Soziales: Kreisjugendamt hat alle Hände voll zu tun / Verunsicherte Kinder und überforderte Eltern

Viel Kummer hinter Haus- und Wohnungstüren: Dem Kreisjugendamt Freudenstadt wurden voriges Jahr 426 Verdachtsfälle auf Kindeswohlgefährdung gemeldet. 134 Mal bestätigte sich aus Sicht der Behörde, dass etwas richtig im Argen liegt. Aber auch gesellschafltiche Umbrüche bringen viel Kummer und Arbeit mit sich.

Kreis Freudenstadt. Das geht aus dem Bericht hervor, den Jugendamstleiterin Charlotte Orzschig dem Jungendhilfeausschuss vorlegte. Demnach sei die Behörde allen Verdachtsfällen nachgegangen. Rund 400 Mal gaben andere Institutionen oder die Bevölkerung einen Hinweis. Bei den anderen Fällen kamen Mitarbeiter des Jugendamts darauf, dass es ernsthafte Probleme gibt. Bei 65 Kindern wurde die Behörde aktiv, obwohl die betreffenden Familien bereits vom Jugendamt betreut werden. In 101 Fällen leitete das Amt nach einer festgestellten Kindeswohlgefährdung "Hilfe zur Erziehung" ein. Um 55 Kinder aus 36 Familien zu schützen, wurde das Familiengericht angerufen. Die Zahl der Strafanzeigen stieg auf neun. 51 Kinder wurden behördlich in Obhut genommen.

Familienkrisen haben verschiedene Ursachen. Ein großes Problem stellen Trennungen oder Scheidungen von Eltern dar. Rund 280 solcher Fälle betreute das Jugendamt im vorigen Jahr. Was auffalle: Der Beratungsaufwand im einzelnen Problem-Trennungsfall steige. Orzschig führt dies auch auf eine "allgemeine Erziehungsunsicherheit von Eltern" zurück.

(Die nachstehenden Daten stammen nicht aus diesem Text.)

use chrono::{DateTime, Utc};
use thiserror::Error;

/// Errors that can occur when mutating a [`Timestamp`](crate::Timestamp).
///
/// All failures are synchronous and local to the offending call; no state is
/// partially applied and nothing is retried internally. The caller decides how
/// to react.
#[derive(Debug, Error)]
#[non_exhaustive]
pub enum Error {
    /// The requested start/end pair is in the wrong temporal order.
    ///
    /// Returned by both bound setters: setting a start later than the existing
    /// end, or an end earlier than the existing start. The previously valid
    /// bounds are preserved.
    #[error("start {start} is later than end {end}")]
    StartAfterEnd {
        /// The start instant of the rejected pair, normalized to UTC.
        start: DateTime<Utc>,

        /// The end instant of the rejected pair, normalized to UTC.
        end: DateTime<Utc>,
    },

    /// Empty message text was passed to the append operation.
    #[error("message text must not be empty")]
    EmptyMessage,

    /// A message is already recorded at this instant.
    ///
    /// Message log keys must be unique per entry. Two appends landing on the
    /// same nanosecond is a caller error; the log is left unchanged.
    #[error("a message is already recorded at {instant}")]
    DuplicateMessageInstant {
        /// The instant that already carries a message.
        instant: DateTime<Utc>,
    },
}

/// A specialized `Result` type for wall-time operations, returning the crate's
/// [`Error`] type as the error value.
pub(crate) type Result<T> = std::result::Result<T, Error>;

Um hier gegenzusteuern, bietet das Jugendamt verschiedene Hilfen an. Vier Familien erhielten beispielsweise Nachsorge von Hebammen über die normale Zeit hinaus. 239 Familien erhielten Unterstützung von der Interdisziplinären Frühförderstelle, um Kindern im Bedarfsfall medizinische, therapeutische oder heilpädagogische Unterstützung zukommen zu lassen. Werdende und frischgebackene Eltern wurden in 18 Kursen auf ihre Rolle vorbereitet. Trotzdem gab es fünf stationäre Aufnahmen, weil junge Mütter mit der Versorgung ihrer Babys überfordert waren. Fünf Familien erhielten Hilfe in Notsituationen. Viel Aufwand bringt auch die Jugendgerichtshilfe mit sich. 2018 kamen 14 Mal Kinder und 705 Mal Jugendliche mit dem Gesetz in Konflikt. Es ging meist um Diebstahl, Sachbeschädigung, Körperverletzung und Drogendelikte, letztere Kategorie sei mit 111 Anzeigen "auffallend hoch". Das Jugendamt wertet die hohe Zahl als Beleg dafür, dass Polizei und Justiz zügig arbeiten. Offenbar gibt es viele Wiederholungstäter. "Manchmal hat man schon den Eindruck, man könnte das Geld auch gleich vergraben", so Orzschig. Sie und Richter Rainer Frank vertraten aber die Auffassung, dass manche Jugendliche länger brauchen, um in die Spur zu kommen. Die Gegenfrage ohne Antwort müsse lauten: Wie würden sich Problemfälle ohne Hilfe entwickeln?

Das Jugendamt geht davon aus, dass die Jugendhilfe weiterhin alle Hände voll zu tun hat. Dies entspreche einem bundesweiten Trend. Das Amt sieht zwei Zusammenhänge: der Zuzug von Familien aus dem Ausland mit ihren Problemen und dem Kulturschock sowie die "Individualisierung der Gesellschaft" mit Trend zur Abkehr von klassischen Familienmodellen und dem Zerfall dörflicher Gemeinschaften. Behörden und Schulen müssten sich auf mehr Problemfälle und "Systemsprenger" einstellen.